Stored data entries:
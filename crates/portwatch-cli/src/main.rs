use std::path::PathBuf;
use std::sync::Arc;

use anyhow::{Context, Result};
use clap::{Args, Parser, Subcommand};
use portwatch_core::RunStatus;
use portwatch_storage::{export_rows, RecordQuery, RecordStore};
use portwatch_sync::{SyncConfig, UpdateOrchestrator};
use tracing::info;
use tracing_subscriber::EnvFilter;

#[derive(Debug, Parser)]
#[command(name = "portwatch")]
#[command(about = "Port vessel movement watch: fetch, filter and deduplicate ANP movements")]
struct Cli {
    #[command(subcommand)]
    command: Option<Commands>,
}

#[derive(Debug, Subcommand)]
enum Commands {
    /// Fetch, match and store one batch of vessel movements.
    Update {
        /// Run even if the last successful update is recent.
        #[arg(long)]
        force: bool,
    },
    /// Serve the JSON API (and the cron scheduler when enabled).
    Serve,
    /// Collapse stored records that share a fingerprint.
    Cleanup,
    /// Print stored records as flat rows (JSON).
    Export(ExportArgs),
    /// Print totals and top-10 counts per category.
    Stats,
    /// Split a weekly market report (HTML or text) into vessel-class sections.
    Sections { file: PathBuf },
    /// Fetch once from the upstream and report what came back.
    CheckConnection,
}

#[derive(Debug, Args)]
struct ExportArgs {
    #[arg(long)]
    vessel_type: Option<String>,
    #[arg(long)]
    operator: Option<String>,
    #[arg(long)]
    port: Option<String>,
    #[arg(long)]
    status: Option<String>,
    #[arg(long)]
    search: Option<String>,
    /// Write to this file instead of stdout.
    #[arg(long, short)]
    output: Option<PathBuf>,
}

impl ExportArgs {
    fn query(&self) -> RecordQuery {
        RecordQuery {
            vessel_type: self.vessel_type.clone(),
            operator: self.operator.clone(),
            port: self.port.clone(),
            status: self.status.clone(),
            search: self.search.clone(),
            ..Default::default()
        }
    }
}

fn init_tracing() {
    let filter = EnvFilter::try_from_default_env().unwrap_or_else(|_| EnvFilter::new("info"));
    tracing_subscriber::fmt()
        .with_env_filter(filter)
        .with_writer(std::io::stderr)
        .init();
}

async fn open_store(config: &SyncConfig) -> Result<RecordStore> {
    RecordStore::open(&config.data_dir, &config.source_id)
        .await
        .context("opening record store")
}

fn print_json<T: serde::Serialize>(value: &T) -> Result<()> {
    println!("{}", serde_json::to_string_pretty(value)?);
    Ok(())
}

#[tokio::main]
async fn main() -> Result<()> {
    init_tracing();
    let cli = Cli::parse();
    let config = SyncConfig::from_env();

    match cli.command.unwrap_or(Commands::Update { force: false }) {
        Commands::Update { force } => {
            let orchestrator = Arc::new(UpdateOrchestrator::from_config(&config).await?);
            let summary = orchestrator.run_update(force).await?;
            println!(
                "update {}: run_id={} fetched={} matched={} inserted={} duplicates={} record_errors={} total={}",
                match &summary.status {
                    RunStatus::Completed => "completed".to_string(),
                    RunStatus::Skipped { reason } => format!("skipped ({reason})"),
                    RunStatus::Failed { kind, message } => format!("failed ({kind:?}: {message})"),
                },
                summary.run_id,
                summary.fetched,
                summary.matched,
                summary.inserted,
                summary.duplicates,
                summary.record_errors,
                summary.total_records
            );
            if let RunStatus::Failed { message, .. } = summary.status {
                anyhow::bail!("update failed: {message}");
            }
        }
        Commands::Serve => {
            portwatch_web::serve(config).await?;
        }
        Commands::Cleanup => {
            let orchestrator = UpdateOrchestrator::from_config(&config).await?;
            let removed = orchestrator.clean_duplicates().await?;
            println!(
                "cleanup removed {removed} duplicates; {} records remain",
                orchestrator.store().len().await
            );
        }
        Commands::Export(args) => {
            let store = open_store(&config).await?;
            let rows = export_rows(&store.query(&args.query()).await);
            let text = serde_json::to_string_pretty(&rows)?;
            match &args.output {
                Some(path) => {
                    tokio::fs::write(path, text)
                        .await
                        .with_context(|| format!("writing {}", path.display()))?;
                    info!(rows = rows.len(), path = %path.display(), "export written");
                }
                None => println!("{text}"),
            }
        }
        Commands::Stats => {
            let store = open_store(&config).await?;
            print_json(&store.statistics().await)?;
        }
        Commands::Sections { file } => {
            let content = tokio::fs::read_to_string(&file)
                .await
                .with_context(|| format!("reading {}", file.display()))?;
            print_json(&portwatch_adapters::parse_report(&content))?;
        }
        Commands::CheckConnection => {
            let orchestrator = UpdateOrchestrator::from_config(&config).await?;
            let report = orchestrator.test_connection().await;
            print_json(&report)?;
            if !report.ok {
                anyhow::bail!("upstream check failed: {}", report.message);
            }
        }
    }

    Ok(())
}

• WHAT THIS TASK INVOLVES
Count up the lines in the records where the string "SyncConfig" appears. Your reply is that number alone.

• REPLY
3